Na segunda metade do século XX, o Japão adotou práticas semelhantes, copiando tecnologias ocidentais antes de desenvolver marcas próprias como Sony, Panasonic e Toyota. Com o tempo, tornou-se um defensor rigoroso da proteção de PI — quando passou a exportar inovação.

China

A China seguiu o mesmo caminho. Acusada durante décadas de pirataria e cópias, passou a investir pesadamente em reformas legais e estratégicas a partir dos anos 2000, especialmente com sua entrada na OMC em 2001. Com o avanço tecnológico interno, adotou políticas de PI como eixo de soberania digital.

Hoje, lidera mundialmente em patentes de inteligência artificial, criou tribunais especializados, e exige que empresas de IA respeitem direitos autorais de dados usados em treinamento — demonstrando que proteção intelectual passou a ser do interesse nacional.

O padrão se repete: países tendem a valorizar a PI à medida que passam de importadores a produtores de tecnologia.

Reinvenção, não abolição

O debate impulsionado por Dorsey pode ser útil para provocar reformas. De fato, o sistema atual de propriedade intelectual é complexo, burocrático e muitas vezes inacessível a pequenos criadores.

Mas sua abolição beneficiaria justamente quem já tem poder de mercado e acesso privilegiado a dados — prejudicando a inovação plural, a diversidade cultural e a distribuição justa de valor.

Modelos híbridos como licenças abertas, contratos inteligentes e remuneração automática via blockchain já estão em debate na União Europeia e no AI Act — que exige transparência sobre os dados usados em modelos generativos.

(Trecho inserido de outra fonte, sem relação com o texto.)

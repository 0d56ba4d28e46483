//! Special functions behind the hydrogen wavefunction.
//! All evaluations are iterative; nothing here recurses.

/// n! as a float. Returns 1 for n <= 1.
pub fn factorial(n: u32) -> f64 {
    (2..=n).fold(1.0, |acc, k| acc * k as f64)
}

/// Double factorial n!! = n * (n-2) * (n-4) * ... down to 1 or 2
pub fn double_factorial(n: u32) -> f64 {
    let mut result = 1.0;
    let mut i = n;

    while i > 1 {
        result *= i as f64;
        i -= 2;
    }

    result
}

/// Generalized Laguerre polynomial L^alpha_p(x) via the three-term forward recurrence:
/// L_0 = 1, L_1 = 1 + alpha - x,
/// L_k = ((2k - 1 + alpha - x) L_{k-1} - (k - 1 + alpha) L_{k-2}) / k
pub fn laguerre(p: u32, alpha: f64, x: f64) -> f64 {
    if p == 0 {
        return 1.0;
    }

    let mut l0 = 1.0;
    let mut l1 = 1.0 + alpha - x;

    for k in 2..=p {
        let k_f = k as f64;
        let l_new = ((2.0 * k_f - 1.0 + alpha - x) * l1 - (k_f - 1.0 + alpha) * l0) / k_f;
        l0 = l1;
        l1 = l_new;
    }

    l1
}

/// Associated Legendre polynomial P^m_l(x) for x in [-1, 1], Condon-Shortley phase included.
/// `m` is folded to |m| first; returns 0 when |m| > l.
pub fn associated_legendre(l: u32, m: i32, x: f64) -> f64 {
    let m = m.unsigned_abs();
    if m > l {
        return 0.0;
    }

    // P^m_m = (-1)^m (2m-1)!! (1 - x^2)^(m/2)
    let sign = if m % 2 == 0 { 1.0 } else { -1.0 };
    let pmm = sign
        * double_factorial((2 * m).saturating_sub(1))
        * (1.0 - x * x).max(0.0).powf(m as f64 / 2.0);

    if l == m {
        return pmm;
    }

    let m_f = m as f64;
    let pm1m = x * (2.0 * m_f + 1.0) * pmm;

    if l == m + 1 {
        return pm1m;
    }

    // Upward recurrence in degree
    let mut p_prev = pmm;
    let mut p_curr = pm1m;

    for k in (m + 2)..=l {
        let k_f = k as f64;
        let p_next = (x * (2.0 * k_f - 1.0) * p_curr - (k_f + m_f - 1.0) * p_prev) / (k_f - m_f);
        p_prev = p_curr;
        p_curr = p_next;
    }

    p_curr
}
//! tracing subscriber setup shared by the binaries

use tracing_subscriber::EnvFilter;

/// Installs a fmt subscriber. `RUST_LOG` wins when it parses; otherwise
/// `default_directive` (e.g. `orbital_cloud=info`) applies. Calling it twice is harmless.
pub fn init_tracing(default_directive: &str) {
    let filter = EnvFilter::try_from_default_env()
        .or_else(|_| EnvFilter::try_new(default_directive))
        .unwrap_or_else(|_| EnvFilter::new("info"));

    let _ = tracing_subscriber::fmt()
        .with_env_filter(filter)
        .with_target(true)
        .with_writer(std::io::stderr)
        .try_init();
}
//! Configuration objects
//!
//! Everything the old single-page visualizer kept in module-level globals
//! (control-panel parameters, bloom and point-size settings) is an explicit
//! value here. The sampling core only ever reads [`SamplerConfig`]; the other
//! structs travel alongside the point cloud to whatever renders it.

use std::fs;
use std::path::Path;

use serde::{Deserialize, Serialize};

use crate::error::{OrbitalError, Result};
use crate::physics::QuantumState;
use crate::sampler::SampleRequest;

/// How theta is proposed for each candidate.
#[derive(Debug, Clone, Copy, PartialEq, Eq, Default, Serialize, Deserialize)]
#[serde(rename_all = "snake_case")]
pub enum AngularProposal {
    /// theta = acos(1 - 2U), uniform over the sphere
    #[default]
    CosineUniform,
    /// theta = pi * U, under which the r^2 sin(theta) weight is exact
    UniformAngle,
}

#[derive(Debug, Clone, PartialEq, Serialize, Deserialize)]
#[serde(default)]
pub struct SamplerConfig {
    /// Uniform draws used to estimate the envelope Pmax.
    pub envelope_samples: usize,
    /// Attempt budget per requested point. `None` disables the guard, in which
    /// case the loop terminates only almost surely.
    pub max_attempts_per_point: Option<u64>,
    pub angular_proposal: AngularProposal,
    /// Worker shards for the parallel sampler. `None` samples sequentially.
    pub shards: Option<usize>,
}

impl Default for SamplerConfig {
    fn default() -> Self {
        SamplerConfig {
            envelope_samples: 500,
            max_attempts_per_point: Some(100_000),
            angular_proposal: AngularProposal::CosineUniform,
            shards: None,
        }
    }
}

impl SamplerConfig {
    pub fn validate(&self) -> Result<()> {
        if self.envelope_samples == 0 {
            return Err(OrbitalError::InvalidConfig(
                "envelope_samples must be at least 1".to_string(),
            ));
        }
        if self.max_attempts_per_point == Some(0) {
            return Err(OrbitalError::InvalidConfig(
                "max_attempts_per_point must be at least 1".to_string(),
            ));
        }
        if self.shards == Some(0) {
            return Err(OrbitalError::InvalidConfig("shards must be at least 1".to_string()));
        }
        Ok(())
    }

    /// Total attempt ceiling for a request of `num_points`, if any.
    pub fn attempt_limit(&self, num_points: usize) -> Option<u64> {
        self.max_attempts_per_point
            .map(|per_point| per_point.saturating_mul(num_points as u64))
    }
}

/// Control-panel parameters
#[derive(Debug, Clone, Copy, PartialEq, Serialize, Deserialize)]
#[serde(default)]
pub struct OrbitalParams {
    pub n: u32,
    pub l: u32,
    pub m: i32,
    pub num_points: usize,
    pub r_max: f64,
}

impl Default for OrbitalParams {
    fn default() -> Self {
        OrbitalParams {
            n: 2,
            l: 1,
            m: 0,
            num_points: 10_000,
            r_max: 20.0,
        }
    }
}

impl OrbitalParams {
    /// Coerces the numbers the way the panel sliders do: n at least 1,
    /// l capped at n - 1, m snapped to l once |m| exceeds it, and at least one point.
    pub fn constrain(mut self) -> Self {
        self.n = self.n.max(1);
        self.num_points = self.num_points.max(1);
        if self.l >= self.n {
            self.l = self.n - 1;
        }
        if self.m.unsigned_abs() > self.l {
            self.m = self.l as i32;
        }
        self
    }

    pub fn state(&self) -> Result<QuantumState> {
        QuantumState::new(self.n, self.l, self.m)
    }

    pub fn to_request(&self) -> Result<SampleRequest> {
        SampleRequest::new(self.state()?, self.num_points, self.r_max)
    }
}

/// Presentation settings handed to the renderer untouched.
#[derive(Debug, Clone, Copy, PartialEq, Serialize, Deserialize)]
#[serde(default)]
pub struct ViewSettings {
    pub point_size: f32,
    pub bloom_strength: f32,
    pub bloom_radius: f32,
    pub bloom_threshold: f32,
    /// 0xRRGGBB for the positive lobe
    pub positive_color: u32,
    pub negative_color: u32,
}

impl Default for ViewSettings {
    fn default() -> Self {
        ViewSettings {
            point_size: 0.3,
            bloom_strength: 1.5,
            bloom_radius: 0.4,
            bloom_threshold: 0.85,
            positive_color: 0xff0000,
            negative_color: 0x00ffff,
        }
    }
}

#[derive(Debug, Clone, PartialEq, Serialize, Deserialize)]
#[serde(default)]
pub struct AppConfig {
    pub sampler: SamplerConfig,
    pub orbital: OrbitalParams,
    pub view: ViewSettings,
    pub bind_addr: String,
}

impl Default for AppConfig {
    fn default() -> Self {
        AppConfig {
            sampler: SamplerConfig::default(),
            orbital: OrbitalParams::default(),
            view: ViewSettings::default(),
            bind_addr: "127.0.0.1:3000".to_string(),
        }
    }
}

impl AppConfig {
    pub fn from_json_str(text: &str) -> Result<Self> {
        let config: AppConfig = serde_json::from_str(text)?;
        config.sampler.validate()?;
        Ok(config)
    }

    pub fn load(path: impl AsRef<Path>) -> Result<Self> {
        let text = fs::read_to_string(path)?;
        AppConfig::from_json_str(&text)
    }
}

#[cfg(test)]
mod tests {
    use super::*;

    fn panel(n: u32, l: u32, m: i32) -> OrbitalParams {
        OrbitalParams {
            n,
            l,
            m,
            ..Default::default()
        }
    }

    #[test]
    fn defaults_match_panel() {
        let params = OrbitalParams::default();
        assert_eq!((params.n, params.l, params.m), (2, 1, 0));
        assert_eq!(params.num_points, 10_000);
        assert_eq!(params.r_max, 20.0);
        assert_eq!(SamplerConfig::default().envelope_samples, 500);
    }

    #[test]
    fn constrain_clamps_like_sliders() {
        let p = panel(2, 4, -3).constrain();
        assert_eq!((p.n, p.l, p.m), (2, 1, 1));

        let p = panel(0, 0, 2).constrain();
        assert_eq!((p.n, p.l, p.m), (1, 0, 0));

        let p = OrbitalParams {
            num_points: 0,
            ..panel(4, 2, -2)
        }
        .constrain();
        assert_eq!(p.num_points, 1);
        assert_eq!((p.n, p.l, p.m), (4, 2, -2));
        assert!(p.state().is_ok());
    }

    #[test]
    fn partial_json_fills_defaults() {
        let config = AppConfig::from_json_str(
            r#"{
                "orbital": { "n": 3, "l": 2 },
                "sampler": { "angular_proposal": "uniform_angle" }
            }"#,
        )
        .unwrap();
        assert_eq!(config.orbital.n, 3);
        assert_eq!(config.orbital.l, 2);
        assert_eq!(config.orbital.num_points, 10_000);
        assert_eq!(config.sampler.angular_proposal, AngularProposal::UniformAngle);
        assert_eq!(config.sampler.envelope_samples, 500);
        assert_eq!(config.bind_addr, "127.0.0.1:3000");
    }

    #[test]
    fn rejects_zero_envelope_samples() {
        let err =
            AppConfig::from_json_str(r#"{ "sampler": { "envelope_samples": 0 } }"#).unwrap_err();
        assert!(matches!(err, OrbitalError::InvalidConfig(_)));
        assert!(matches!(
            AppConfig::from_json_str("{ not json"),
            Err(OrbitalError::Json(_))
        ));
    }

    #[test]
    fn attempt_limit_scales_with_points() {
        let config = SamplerConfig {
            max_attempts_per_point: Some(10),
            ..Default::default()
        };
        assert_eq!(config.attempt_limit(7), Some(70));
        let unbounded = SamplerConfig {
            max_attempts_per_point: None,
            ..Default::default()
        };
        assert_eq!(unbounded.attempt_limit(7), None);
    }
}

Conclusão: a criatividade ainda precisa de proteção

A ideia de que a propriedade intelectual é um entrave à inovação não se sustenta diante da história, da economia ou da realidade digital contemporânea. A verdadeira ameaça à criatividade não está nas leis, mas nas plataformas que lucram com o trabalho alheio sem oferecer retribuição adequada — e que, em uma situação de monopólio, tendem a concentrar todo o conhecimento e, principalmente, seu uso e aplicação.

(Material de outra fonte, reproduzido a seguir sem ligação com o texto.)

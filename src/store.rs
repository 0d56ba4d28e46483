use std::sync::{Arc, RwLock};

use serde::Serialize;

use crate::config::OrbitalParams;
use crate::sampler::SampleResult;

/// A complete cloud together with the parameters that produced it.
#[derive(Debug, Clone, Serialize)]
pub struct CloudSnapshot {
    pub generation: u64,
    pub params: OrbitalParams,
    pub result: SampleResult,
}

/// Latest published cloud. Publishing swaps the whole snapshot at once, so a
/// reader sees either the previous cloud or the new one, never a mix.
#[derive(Debug, Default)]
pub struct CloudStore {
    latest: RwLock<Option<Arc<CloudSnapshot>>>,
}

impl CloudStore {
    pub fn new() -> Self {
        CloudStore::default()
    }

    /// Replaces the current cloud and returns the published snapshot.
    pub fn publish(&self, params: OrbitalParams, result: SampleResult) -> Arc<CloudSnapshot> {
        let mut latest = self
            .latest
            .write()
            .unwrap_or_else(|poisoned| poisoned.into_inner());
        let generation = latest.as_ref().map_or(1, |s| s.generation + 1);
        let snapshot = Arc::new(CloudSnapshot {
            generation,
            params,
            result,
        });
        *latest = Some(Arc::clone(&snapshot));
        snapshot
    }

    pub fn current(&self) -> Option<Arc<CloudSnapshot>> {
        self.latest
            .read()
            .unwrap_or_else(|poisoned| poisoned.into_inner())
            .clone()
    }
}
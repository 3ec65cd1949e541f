//! End-to-end SIGA → MegaZap run.
//!
//! Students are processed one at a time, in roster order. Any transport
//! error aborts the whole run; nothing is retried or skipped silently.

use crate::config::Config;
use crate::errors::{AppError, ResultExt};
use crate::megazap_client::MegaZapClient;
use crate::payload::build_payload;
use crate::siga_client::SigaClient;
use chrono::NaiveDate;
use serde::Serialize;
use serde_json::Value;

/// Counters for one completed run.
#[derive(Debug, Clone, Default, PartialEq, Eq, Serialize)]
pub struct RunSummary {
    pub students_seen: usize,
    /// Students ignored because SIGA returned no id.
    pub students_skipped: usize,
    pub boletos_due: usize,
    pub notifications_sent: usize,
    /// Payloads logged instead of sent (dry-run).
    pub dry_run_logged: usize,
}

/// Runs the integration for today's due-date window.
pub async fn run(config: &Config, dry_run: bool) -> Result<RunSummary, AppError> {
    let (start, end) = config.due_window();
    run_for_window(config, start, end, dry_run).await
}

/// Runs the integration for boletos due in `[start, end]`.
pub async fn run_for_window(
    config: &Config,
    start: NaiveDate,
    end: NaiveDate,
    dry_run: bool,
) -> Result<RunSummary, AppError> {
    let siga_client = SigaClient::new(config)?;
    let megazap_client = MegaZapClient::new(config)?;
    let mut summary = RunSummary::default();

    tracing::info!(
        "Starting SIGA → MegaZap run for year {} (due {} to {}, dry_run={})",
        config.siga_active_year,
        start,
        end,
        dry_run
    );

    let mut students = siga_client.students(config.siga_active_year);
    while let Some(student) = students
        .next()
        .await
        .context("Listing active students from SIGA")?
    {
        summary.students_seen += 1;
        if student.id.is_empty() {
            tracing::warn!(
                "Student without id ignored: {}",
                serde_json::to_value(&student).unwrap_or_default()
            );
            summary.students_skipped += 1;
            continue;
        }

        let boletos = siga_client
            .due_boletos(&student.id, start, end)
            .await
            .with_context(|| format!("Fetching boletos for student {}", student.id))?;
        if boletos.is_empty() {
            continue;
        }
        summary.boletos_due += boletos.len();

        for boleto in &boletos {
            let payload = build_payload(config, &student, boleto);
            if dry_run {
                let payload = Value::Object(payload);
                tracing::info!("Dry-run MegaZap payload: {}", payload);
                summary.dry_run_logged += 1;
                continue;
            }

            let response = megazap_client
                .send_qrcode(&payload)
                .await
                .with_context(|| {
                    format!(
                        "Sending MegaZap notification for student {} boleto {}",
                        student.id, boleto.id
                    )
                })?;
            tracing::info!(
                "MegaZap sent student={} boleto={} response={}",
                student.id,
                boleto.id,
                response
            );
            summary.notifications_sent += 1;
        }
    }

    tracing::info!(
        "Run finished: {}",
        serde_json::to_value(&summary).unwrap_or_default()
    );
    Ok(summary)
}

A defesa desse tipo de monopólio informacional, construído com base em dados massivos e poder computacional, representa um paradoxo: ele se alimenta das mesmas leis de propriedade industrial que sempre foram acusadas de criar os monopólios que hoje se deseja “abolir”.

Trata-se, na prática, de um retrocesso à Idade Média — ou antes — quando prevalecia o “segredo de negócio” como principal forma de proteção, condenando o mundo a ilhas de saber isolado, como a Murano do vidro, ou às corporações de ofício e guildas especializadas. Esse modelo concentrador e hermético atrasou por séculos a circulação do conhecimento e o progresso científico.

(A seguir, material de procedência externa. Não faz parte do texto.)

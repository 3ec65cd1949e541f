use crate::config::Config;
use crate::errors::AppError;
use crate::siga_client::{auth_value, join_url};
use serde_json::{Map, Value};

/// Client for the MegaZap messaging API.
#[derive(Clone)]
pub struct MegaZapClient<'a> {
    client: reqwest::Client,
    config: &'a Config,
}

impl<'a> MegaZapClient<'a> {
    /// Creates a new `MegaZapClient` with the configured per-call timeout.
    ///
    /// # Arguments
    ///
    /// * `config` - The run configuration, borrowed for the client's lifetime.
    pub fn new(config: &'a Config) -> Result<Self, AppError> {
        let client = reqwest::Client::builder()
            .timeout(config.http_timeout)
            .build()
            .map_err(|e| {
                AppError::TransportError(format!("Failed to create MegaZap client: {}", e))
            })?;

        Ok(Self { client, config })
    }

    /// Sends one notification payload to the QR-code endpoint.
    ///
    /// Sent once, without retry. The response body is returned as-is:
    /// JSON when it parses, a JSON string otherwise, `null` when empty.
    ///
    /// # Arguments
    ///
    /// * `payload` - The notification payload, posted as the JSON body.
    ///
    /// # Returns
    ///
    /// * `Result<serde_json::Value, AppError>` - The MegaZap response, or a
    ///   `TransportError` on a non-success status.
    pub async fn send_qrcode(&self, payload: &Map<String, Value>) -> Result<Value, AppError> {
        let url = join_url(
            &self.config.megazap_base_url,
            &self.config.megazap_qrcode_endpoint,
        );
        tracing::debug!("Posting notification to MegaZap: {}", url);

        let response = self
            .client
            .post(&url)
            .header(
                self.config.megazap_auth_header.as_str(),
                auth_value(
                    &self.config.megazap_auth_prefix,
                    &self.config.megazap_auth_token,
                ),
            )
            .header("Content-Type", "application/json")
            .json(payload)
            .send()
            .await
            .map_err(|e| AppError::TransportError(format!("MegaZap request failed: {}", e)))?;

        let status = response.status();
        let body = response.text().await.map_err(|e| {
            AppError::TransportError(format!("Failed to read MegaZap response: {}", e))
        })?;

        if !status.is_success() {
            tracing::error!("MegaZap returned error {}: {}", status, body);
            return Err(AppError::TransportError(format!(
                "MegaZap send failed {}: {}",
                status, body
            )));
        }

        if body.trim().is_empty() {
            return Ok(Value::Null);
        }
        Ok(serde_json::from_str(&body).unwrap_or(Value::String(body)))
    }
}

Esse desequilíbrio não é novo, nem desconhecido dos tempos modernos. O setor do entretenimento convive há décadas com essa lógica: da música ao audiovisual, passando até pelos esportes, o que se viu foi o surgimento de uma elite concentradora de receita, muitas vezes justificada por uma narrativa meritocrática, enquanto a maioria dos criadores segue mal remunerada ou invisível.

O risco é repetir esse modelo, agora em escala global, com base nos dados gerados por todos — e apropriados por poucos.

Mais do que abolir, é hora de reinventar a propriedade intelectual: torná-la mais ágil, justa e compatível com os desafios da era da inteligência artificialsem desmontar os pilares que ainda protegem quem cria, inova e compartilha conhecimento.

Vale lembrar: antes da PI, vigorava o sistema dos segredos industriais, que concentrava conhecimento, retardava o progresso científico e marginalizava inventores. Substituí-lo por um ambiente sem regras claras pode significar retroceder na geração e proteção à inovação — e ampliar ainda mais a desigualdade.

No século XXI, os verdadeiros corsários não usam bandeiras negras, mas continuam navegando ao lado de governos poderosos e firmando contratos bilionários. A diferença é que o ouro e a prata são os petabytes de dados alheios armazenados em seus servidores.

O desafio não é destruir a PI, mas torná-la um canal ainda mais eficaz de geração e distribuição de riqueza. É impedir que ela seja capturada pelos mesmos que hoje se dizem seus inimigos.